El Evangelio de hoy (Mc 16,9-15), nos ayuda a dar testimonio de que hoy, para nosotros y para todo hombre, Jesús vive en la situación de resucitado y ya no experimenta las limitaciones de la condición humana. Hombre entre los hombres, el Nazareno, como nosotros, veía limitado su universo por sus posibilidades de contacto y de intercambio. Hoy, resucitado, se han dilatado las fronteras de su persona, aunque al inicio, fuera difícil, muy difícil creer esto aún para los más allegados a él, que eran los Once. Cristo se encuentra con todos los hombres de todos los tiempos en lo secreto de su corazón, en la fuente inexpresable de su vida. A Él, vivo y resucitado, ningún hombre ni nada humano le es ajeno. Toda empresa humana está secretamente habitada por su Espíritu, hasta el punto de que trabajar por el crecimiento de la humanidad significa, tal vez secretamente, hacer que crezca su Cuerpo. Al confesar la resurrección de Jesús damos testimonio de que todo está bajo el movimiento del Espíritu, que merece la pena intentarlo todo, ya que en todo es él quien continúa viviendo y creciendo.
Las ilusiones de aquellos hombres y mujeres, los primeros seguidores de Jesús, se enterraron con el Cristo en el sepulcro. Pero todo cambia radicalmente.

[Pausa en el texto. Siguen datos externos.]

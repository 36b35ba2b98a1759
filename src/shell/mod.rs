//! Client application shell: the user-facing operations behind the CLI.
//!
//! Backend writes that fail because the backend is unreachable are handed
//! to the worker's sync queue instead of being reported as errors.

pub mod image;
pub mod output;

use chrono::NaiveDate;
use color_eyre::{eyre::eyre, Result};
use std::path::{Path, PathBuf};
use tracing::{info, warn};
use url::Url;

use crate::api::{
  create_write, delete_write, update_write, ApiClient, CreatedEntry, EntryInput, EntryQuery,
  OcrEntry, OcrRequest, ReportRequest, Stats, TimeEntry,
};
use crate::cache::CacheStorage;
use crate::net::Request;
use crate::worker::{
  EventDispatcher, EventOutcome, PendingWrite, QueuedWrite, ServiceWorker, SyncStorage,
  WorkerEvent, WorkerState, TIME_ENTRY_SYNC,
};

/// What happened to a write.
#[derive(Debug, Clone, PartialEq)]
pub enum WriteOutcome<T> {
  /// The backend accepted it
  Sent(T),
  /// The backend was unreachable; queued under this id for the next sync
  Queued(i64),
}

pub struct Shell<S>
where
  S: CacheStorage + SyncStorage + 'static,
{
  api: ApiClient,
  worker: ServiceWorker<S>,
  events: EventDispatcher,
}

impl<S> Shell<S>
where
  S: CacheStorage + SyncStorage + 'static,
{
  /// Must be called inside a Tokio runtime; the worker's event loop is
  /// spawned here.
  pub fn new(api: ApiClient, worker: ServiceWorker<S>) -> Self {
    let events = EventDispatcher::spawn(worker.clone());
    Self {
      api,
      worker,
      events,
    }
  }

  /// Entries newest first, optionally narrowed to rows containing `search`.
  pub async fn list_entries(
    &self,
    query: &EntryQuery,
    search: Option<&str>,
  ) -> Result<Vec<TimeEntry>> {
    let mut entries = self
      .api
      .list_entries(query)
      .await
      .map_err(|e| eyre!("Failed to load entries: {}", e))?;

    entries.sort_by(|a, b| b.start_date_time.cmp(&a.start_date_time));
    if let Some(term) = search.map(str::to_lowercase).filter(|t| !t.is_empty()) {
      entries.retain(|entry| {
        output::format_entry_row(entry)
          .to_lowercase()
          .contains(&term)
      });
    }

    Ok(entries)
  }

  pub async fn add_entry(&self, entry: EntryInput) -> Result<WriteOutcome<CreatedEntry>> {
    let entry = entry.validated()?;
    let outcome = self.submit(create_write(&entry)?).await?;

    match outcome {
      WriteOutcome::Sent(value) => {
        let created: CreatedEntry = serde_json::from_value(value)
          .map_err(|e| eyre!("Unexpected reply to create: {}", e))?;
        Ok(WriteOutcome::Sent(created))
      }
      WriteOutcome::Queued(id) => Ok(WriteOutcome::Queued(id)),
    }
  }

  pub async fn update_entry(&self, id: i64, entry: EntryInput) -> Result<WriteOutcome<()>> {
    let entry = entry.validated()?;
    let outcome = self.submit(update_write(id, &entry)?).await?;
    Ok(discard(outcome))
  }

  pub async fn delete_entry(&self, id: i64) -> Result<WriteOutcome<()>> {
    let outcome = self.submit(delete_write(id)).await?;
    Ok(discard(outcome))
  }

  /// Send a write, or queue it if the backend cannot be reached.
  async fn submit(&self, write: PendingWrite) -> Result<WriteOutcome<serde_json::Value>> {
    match self.api.send(&write).await {
      Ok(reply) => Ok(WriteOutcome::Sent(reply)),
      Err(e) if e.is_connectivity() => {
        warn!(%write, error = %e, "backend unreachable, queueing write");
        let id = self.worker.sync_queue().enqueue(&write)?;
        Ok(WriteOutcome::Queued(id))
      }
      Err(e) => Err(eyre!("{} failed: {}", write, e)),
    }
  }

  /// Upload a timesheet image and return the entries found on it.
  pub async fn extract_entries(&self, image: &Path) -> Result<Vec<OcrEntry>> {
    let request = OcrRequest {
      image: image::encode_data_url(image)?,
    };
    self
      .api
      .ocr(&request)
      .await
      .map_err(|e| eyre!("Error processing image: {}", e))
  }

  /// Save recognized entries as service time, in order.
  pub async fn import_entries(
    &self,
    entries: Vec<OcrEntry>,
  ) -> Result<Vec<WriteOutcome<CreatedEntry>>> {
    let mut outcomes = Vec::with_capacity(entries.len());
    for entry in entries {
      outcomes.push(self.add_entry(entry.into_input()).await?);
    }
    info!(count = outcomes.len(), "imported entries");
    Ok(outcomes)
  }

  pub async fn stats(&self) -> Result<Stats> {
    self
      .api
      .stats()
      .await
      .map_err(|e| eyre!("Failed to load stats: {}", e))
  }

  /// Generate a report and write it to `out`, or to the default file name
  /// for `today` in the current directory.
  pub async fn report(
    &self,
    request: &ReportRequest,
    out: Option<PathBuf>,
    today: NaiveDate,
  ) -> Result<PathBuf> {
    if request.end_date < request.start_date {
      return Err(eyre!("Report end date is before its start date"));
    }

    let pdf = self
      .api
      .report(request)
      .await
      .map_err(|e| eyre!("Error generating report: {}", e))?;

    let path = out.unwrap_or_else(|| PathBuf::from(request.report_type.file_name(today)));
    std::fs::write(&path, pdf)
      .map_err(|e| eyre!("Failed to write report to {}: {}", path.display(), e))?;

    Ok(path)
  }

  pub async fn install(&self) -> Result<EventOutcome> {
    self.events.dispatch(WorkerEvent::Install).await
  }

  pub async fn activate(&self) -> Result<EventOutcome> {
    self.events.dispatch(WorkerEvent::Activate).await
  }

  pub async fn fetch(&self, url: Url, navigate: bool) -> Result<EventOutcome> {
    let request = if navigate {
      Request::navigate(url)
    } else {
      Request::get(url)
    };
    self.events.dispatch(WorkerEvent::Fetch(request)).await
  }

  /// Deliver the connectivity signal for queued time entry writes.
  pub async fn sync(&self) -> Result<EventOutcome> {
    self
      .events
      .dispatch(WorkerEvent::Sync {
        tag: TIME_ENTRY_SYNC.to_string(),
      })
      .await
  }

  /// Cache versions present, with the configured one flagged.
  pub fn versions(&self) -> Result<Vec<(String, bool)>> {
    let current = self.worker.lifecycle().version().as_str();
    let versions = self.worker.lifecycle().list_versions()?;
    Ok(
      versions
        .into_iter()
        .map(|name| {
          let is_current = name == current;
          (name, is_current)
        })
        .collect(),
    )
  }

  pub fn worker_state(&self) -> WorkerState {
    self.worker.lifecycle().state()
  }

  pub fn pending(&self) -> Result<Vec<QueuedWrite>> {
    self.worker.sync_queue().pending()
  }
}

fn discard(outcome: WriteOutcome<serde_json::Value>) -> WriteOutcome<()> {
  match outcome {
    WriteOutcome::Sent(_) => WriteOutcome::Sent(()),
    WriteOutcome::Queued(id) => WriteOutcome::Queued(id),
  }
}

Solamente la presencia del Señor resucitado pudo ser la causa de este milagro moral de hacer vibrar de nuevo aquellos corazones con más osadía que antes, y hacerlos capaces de dar un testimonio a favor de la realidad de un Jesús vivo, con el cual ellos han convivido después de su muerte. A ellos y a nosotros nos deja un encargo: «Vayan por todo el mundo y proclamen el Evangelio a toda la creación. El que crea y se bautice se salvará; el que no crea se condenará». Llevamos un mensaje que no nos podemos adjudicar como nuestro, que no es fruto de nuestro propio terreno, y además está siempre sostenido por la fuerza de Otro y ese Otro es el Señor que se ha querido quedar con nosotros hasta que se clausuren los tiempos y comience la eternidad. Por eso tiene que proclamar el Evangelio; no por ser el mejor o el más inteligente; sino por ser un pecador, como Magdalena, como los de Emaús, como los Once que no creían y que ha obtenido el perdón.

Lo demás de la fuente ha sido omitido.